Both men and women can be tattooed (tatau). A man's tattoo is called the soga'i miki while a woman's tattoo is called a malu.

Women played a very important part in contributing with their skills in items of important cultural value including 'ie toga, finely woven mats used in ceremony and gift exchanges. In terms of material goods, during ritual exchange, women give fine mats ie toga and decorated bark cloth siapo while men give woodworking items and red feathers.

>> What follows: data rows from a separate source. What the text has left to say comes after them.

#![allow(dead_code)]

use std::fs;
use std::path::{Path, PathBuf};
use std::process::Command;
use tempfile::TempDir;

/// Run git directly, bypassing the crate, and return trimmed stdout
pub fn git(repo_path: &Path, args: &[&str]) -> String {
    let output = Command::new("git")
        .args(args)
        .current_dir(repo_path)
        .output()
        .expect("Failed to run git");
    String::from_utf8_lossy(&output.stdout).trim_end().to_string()
}

/// Local identity and signing settings so commits work on any machine
pub fn configure_identity(repo_path: &Path) {
    git(repo_path, &["config", "user.name", "Test User"]);
    git(repo_path, &["config", "user.email", "test@example.com"]);
    git(repo_path, &["config", "commit.gpgsign", "false"]);
    git(repo_path, &["config", "tag.gpgsign", "false"]);
}

/// Helper to create a test git repository on branch `main`
pub fn create_test_repo() -> (TempDir, PathBuf) {
    let temp_dir = TempDir::new().unwrap();
    let repo_path = temp_dir.path().to_path_buf();

    git(&repo_path, &["init"]);
    git(&repo_path, &["symbolic-ref", "HEAD", "refs/heads/main"]);
    configure_identity(&repo_path);

    (temp_dir, repo_path)
}

/// Helper to create a bare repository to push into
pub fn create_bare_repo() -> (TempDir, PathBuf) {
    let temp_dir = TempDir::new().unwrap();
    let repo_path = temp_dir.path().to_path_buf();

    git(&repo_path, &["init", "--bare"]);
    git(&repo_path, &["symbolic-ref", "HEAD", "refs/heads/main"]);

    (temp_dir, repo_path)
}

/// Helper to create a commit
pub fn create_commit(repo_path: &Path, file: &str, content: &str, message: &str) {
    fs::write(repo_path.join(file), content).expect("Failed to write file");
    git(repo_path, &["add", file]);
    git(repo_path, &["commit", "-m", message]);
}

/// Hash of HEAD as git itself reports it
pub fn head(repo_path: &Path) -> String {
    git(repo_path, &["rev-parse", "HEAD"])
}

Bark cloth, called siapo in Samoa (similar to the Fijian tapa cloth called masi), both of which is made from beaten mulberry bark. Patterns or pictures are painted on with a natural brown dye taken from a tree source. These pictures typically depict abstract and realistic depictions of plant life, shells, fish, turtles, and hibiscus flowers. The siapo may be used for clothing, for wrapping objects and even simply for decorative reasons. Ornaments, jewellery and hair accessories are made from naturally occurring materials such as sea shells, coconut and coir. Traditional Samoan medicine is often practiced as a first-line before hospital medicine. This is a type of alternative medicine using plant leaves to massage the affected area.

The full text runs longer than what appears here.